ASSIGNMENT
Go through the listing that follows and report the number of lines with the string "classify" in them, nothing more.

EXERCISE MATERIAL

________________

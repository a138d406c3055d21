use haven_settings::{Namespace, SettingKind, SettingsError, WatchRegistry, classify};
use haven_types::ObserverId;
use pretty_assertions::assert_eq;
use serde_json::json;

fn notify(registry: &WatchRegistry, key: &str) -> usize {
    let kind: SettingKind = classify(key).unwrap();
    registry.broadcast(kind, key, Some(json!(1)), None)
}

// ── Registration ─────────────────────────────────────────────────

#[test]
fn keys_land_in_their_namespace() {
    let registry = WatchRegistry::new();
    let observer = registry.connect();
    observer
        .watch(&["theme", "window.bounds", "OPENAI_API_KEY"])
        .unwrap();

    assert_eq!(
        registry.watched(observer.id(), Namespace::Preferences),
        vec!["theme"]
    );
    assert_eq!(
        registry.watched(observer.id(), Namespace::Generic),
        vec!["window.bounds"]
    );
    assert_eq!(
        registry.watched(observer.id(), Namespace::ApiKeys),
        vec!["openai"]
    );
}

#[test]
fn watching_twice_is_idempotent() {
    let registry = WatchRegistry::new();
    let mut observer = registry.connect();
    observer.watch(&["theme"]).unwrap();
    observer.watch(&["theme"]).unwrap();

    assert_eq!(
        registry.watched(observer.id(), Namespace::Preferences),
        vec!["theme"]
    );
    assert_eq!(notify(&registry, "theme"), 1);
    assert!(observer.try_recv().is_some());
    assert!(observer.try_recv().is_none());
}

#[test]
fn invalid_key_registers_nothing() {
    let registry = WatchRegistry::new();
    let observer = registry.connect();

    let err = observer.watch(&["theme", "stripeApiKey"]).unwrap_err();
    assert!(matches!(err, SettingsError::InvalidKeyType(_)));
    assert!(!registry.has_entry(observer.id(), Namespace::Preferences));
}

#[test]
fn unknown_observer_is_rejected() {
    let registry = WatchRegistry::new();
    let stranger = ObserverId::new();
    assert!(matches!(
        registry.watch(stranger, &["theme"]).unwrap_err(),
        SettingsError::UnknownObserver(id) if id == stranger
    ));
}

// ── Unwatch ──────────────────────────────────────────────────────

#[test]
fn unwatching_unknown_key_is_a_no_op() {
    let registry = WatchRegistry::new();
    let observer = registry.connect();
    observer.watch(&["theme"]).unwrap();

    observer.unwatch(Some(&["language", "stripeApiKey"][..]));
    registry.unwatch(ObserverId::new(), None);

    assert_eq!(
        registry.watched(observer.id(), Namespace::Preferences),
        vec!["theme"]
    );
}

#[test]
fn emptied_sets_are_removed() {
    let registry = WatchRegistry::new();
    let observer = registry.connect();
    observer.watch(&["theme", "zoom"]).unwrap();

    observer.unwatch(Some(&["theme"][..]));
    assert!(!registry.has_entry(observer.id(), Namespace::Preferences));
    assert!(registry.has_entry(observer.id(), Namespace::Generic));
}

#[test]
fn unwatch_all_clears_every_namespace() {
    let registry = WatchRegistry::new();
    let observer = registry.connect();
    observer.watch(&["theme", "zoom", "github"]).unwrap();

    observer.unwatch(None);
    for ns in [Namespace::Generic, Namespace::Preferences, Namespace::ApiKeys] {
        assert!(!registry.has_entry(observer.id(), ns));
    }
    assert_eq!(notify(&registry, "zoom"), 0);
    // Still connected, can watch again.
    observer.watch(&["zoom"]).unwrap();
    assert_eq!(registry.observer_count(), 1);
}

// ── Delivery ─────────────────────────────────────────────────────

#[test]
fn spellings_of_one_api_key_deliver_once() {
    let registry = WatchRegistry::new();
    let mut observer = registry.connect();
    observer
        .watch(&["openaiApiKey", "OPENAI_API_KEY", "openai"])
        .unwrap();

    assert_eq!(notify(&registry, "openai-api-key"), 1);
    let change = observer.try_recv().unwrap();
    assert_eq!(change.key, "openai-api-key");
    assert!(observer.try_recv().is_none());
}

#[test]
fn only_watchers_of_the_key_are_notified() {
    let registry = WatchRegistry::new();
    let mut a = registry.connect();
    let mut b = registry.connect();
    a.watch(&["theme"]).unwrap();
    b.watch(&["language"]).unwrap();

    assert_eq!(notify(&registry, "theme"), 1);
    assert!(a.try_recv().is_some());
    assert!(b.try_recv().is_none());
}

#[test]
fn dropping_an_observer_disconnects_it() {
    let registry = WatchRegistry::new();
    let observer = registry.connect();
    observer.watch(&["theme"]).unwrap();
    let id = observer.id();
    assert_eq!(registry.observer_count(), 1);

    drop(observer);
    assert_eq!(registry.observer_count(), 0);
    assert!(!registry.has_entry(id, Namespace::Preferences));
    assert_eq!(notify(&registry, "theme"), 0);
}

#[test]
fn closed_observer_is_pruned_on_broadcast() {
    let registry = WatchRegistry::new();
    let mut closed = registry.connect();
    let mut live = registry.connect();
    closed.watch(&["theme"]).unwrap();
    live.watch(&["theme"]).unwrap();

    closed.close();
    assert_eq!(notify(&registry, "theme"), 1);
    assert_eq!(registry.observer_count(), 1);
    assert!(!registry.has_entry(closed.id(), Namespace::Preferences));
    assert!(live.try_recv().is_some());
}

#[tokio::test]
async fn recv_waits_for_the_next_change() {
    let registry = WatchRegistry::new();
    let mut observer = registry.connect();
    observer.watch(&["zoom"]).unwrap();

    let sender = registry.clone();
    tokio::spawn(async move {
        sender.broadcast(SettingKind::Generic, "zoom", Some(json!(2)), Some(json!(1)));
    });

    let change = observer.recv().await.unwrap();
    assert_eq!(change.new_value, Some(json!(2)));
    assert_eq!(change.old_value, Some(json!(1)));
}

________________

RESPONSE BELOW
2